EXERCISE INPUT »
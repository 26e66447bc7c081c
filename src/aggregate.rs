// 📊 Aggregator - per-(name, source, platform) tallies and report partitions
// First-seen ordering throughout, so identical inputs reproduce identical
// report tables byte for byte.

use crate::catalog::{Platform, Source};
use crate::engine::MatchedCredential;
use serde::Serialize;
use std::collections::HashMap;

/// Grouping key for the summary table
#[derive(Debug, Clone, PartialEq, Eq, Hash)]
pub struct AggregateKey {
    pub badge_name: String,
    pub source: Source,
    pub platform: Platform,
}

/// One summary table row
#[derive(Debug, Clone, PartialEq, Serialize)]
pub struct SummaryRow {
    pub badge_name: String,
    pub source: Source,
    pub platform: Platform,
    pub cert_count: u64,
}

/// Accumulates matched credentials in production order.
///
/// Keeps aggregate counts, per-user counts (every registered user present,
/// zero included) and the matched/expiring partitions for the detail report.
#[derive(Debug, Default)]
pub struct Aggregator {
    counts: HashMap<AggregateKey, u64>,
    key_order: Vec<AggregateKey>,
    user_counts: HashMap<String, u64>,
    user_order: Vec<String>,
    matched: Vec<MatchedCredential>,
    expiring: Vec<MatchedCredential>,
}

impl Aggregator {
    pub fn new() -> Self {
        Self::default()
    }

    /// Register a roster user before any of their credentials are recorded.
    /// Guarantees the completeness invariant: a user with no matches still
    /// appears in the per-user counts at zero.
    pub fn register_user(&mut self, username: &str) {
        if !self.user_counts.contains_key(username) {
            self.user_counts.insert(username.to_string(), 0);
            self.user_order.push(username.to_string());
        }
    }

    /// Record one matched credential (called once per credential, in order)
    pub fn record(&mut self, credential: MatchedCredential) {
        let key = AggregateKey {
            badge_name: credential.badge_name.clone(),
            source: credential.source.clone(),
            platform: credential.platform,
        };
        if !self.counts.contains_key(&key) {
            self.key_order.push(key.clone());
        }
        *self.counts.entry(key).or_insert(0) += 1;

        self.register_user(&credential.username);
        if let Some(count) = self.user_counts.get_mut(&credential.username) {
            *count += 1;
        }

        if credential.expires_at.is_some() {
            self.expiring.push(credential.clone());
        }
        self.matched.push(credential);
    }

    /// Summary rows in first-seen key order
    pub fn summary_rows(&self) -> Vec<SummaryRow> {
        self.key_order
            .iter()
            .map(|key| SummaryRow {
                badge_name: key.badge_name.clone(),
                source: key.source.clone(),
                platform: key.platform,
                cert_count: self.counts[key],
            })
            .collect()
    }

    /// Per-user credential counts in roster order (zero-count users included)
    pub fn user_counts(&self) -> Vec<(String, u64)> {
        self.user_order
            .iter()
            .map(|username| (username.clone(), self.user_counts[username]))
            .collect()
    }

    /// All matched credentials in production order
    pub fn matched(&self) -> &[MatchedCredential] {
        &self.matched
    }

    /// Matched credentials that carry an expiry (detail report rows)
    pub fn expiring(&self) -> &[MatchedCredential] {
        &self.expiring
    }
}

#[cfg(test)]
mod tests {
    use super::*;
    use chrono::{TimeZone, Utc};

    fn matched(
        username: &str,
        name: &str,
        source: Source,
        platform: Platform,
        expires: bool,
    ) -> MatchedCredential {
        MatchedCredential {
            username: username.to_string(),
            badge_id: format!("id-{}", name),
            badge_name: name.to_string(),
            expires_at: expires.then(|| Utc.with_ymd_and_hms(2027, 1, 1, 0, 0, 0).unwrap()),
            source,
            platform,
        }
    }

    #[test]
    fn test_counts_by_key() {
        let mut aggregator = Aggregator::new();
        aggregator.record(matched("alice", "Cloud Practitioner", Source::parse("whitelist"), Platform::Credly, false));
        aggregator.record(matched("bob", "Cloud Practitioner", Source::parse("whitelist"), Platform::Credly, false));
        aggregator.record(matched("alice", "Azure Fundamentals", Source::Azure, Platform::Microsoft, false));

        let rows = aggregator.summary_rows();
        assert_eq!(rows.len(), 2);
        assert_eq!(rows[0].badge_name, "Cloud Practitioner");
        assert_eq!(rows[0].cert_count, 2);
        assert_eq!(rows[1].cert_count, 1);
    }

    #[test]
    fn test_same_name_different_source_are_distinct_keys() {
        let mut aggregator = Aggregator::new();
        aggregator.record(matched("alice", "Fundamentals", Source::Azure, Platform::Microsoft, false));
        aggregator.record(matched("bob", "Fundamentals", Source::Microsoft, Platform::Microsoft, false));

        assert_eq!(aggregator.summary_rows().len(), 2);
    }

    #[test]
    fn test_first_seen_row_order() {
        let mut aggregator = Aggregator::new();
        aggregator.record(matched("a", "Zeta", Source::Credly, Platform::Credly, false));
        aggregator.record(matched("a", "Alpha", Source::Credly, Platform::Credly, false));
        aggregator.record(matched("b", "Zeta", Source::Credly, Platform::Credly, false));

        let rows = aggregator.summary_rows();
        assert_eq!(rows[0].badge_name, "Zeta");
        assert_eq!(rows[1].badge_name, "Alpha");
    }

    #[test]
    fn test_expiring_partition() {
        let mut aggregator = Aggregator::new();
        aggregator.record(matched("alice", "Expiring", Source::Azure, Platform::Microsoft, true));
        aggregator.record(matched("alice", "Permanent", Source::Microsoft, Platform::Microsoft, false));

        assert_eq!(aggregator.matched().len(), 2);
        assert_eq!(aggregator.expiring().len(), 1);
        assert_eq!(aggregator.expiring()[0].badge_name, "Expiring");
    }

    #[test]
    fn test_registered_user_stays_at_zero() {
        let mut aggregator = Aggregator::new();
        aggregator.register_user("carol");
        aggregator.record(matched("alice", "Fundamentals", Source::Azure, Platform::Microsoft, false));

        assert_eq!(
            aggregator.user_counts(),
            vec![("carol".to_string(), 0), ("alice".to_string(), 1)]
        );
    }
}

PROBLEM DETAILS »
Go through the data above line by line, count those that contain the string "partitions", and reply with the count only.

RESPONSE AREA »
2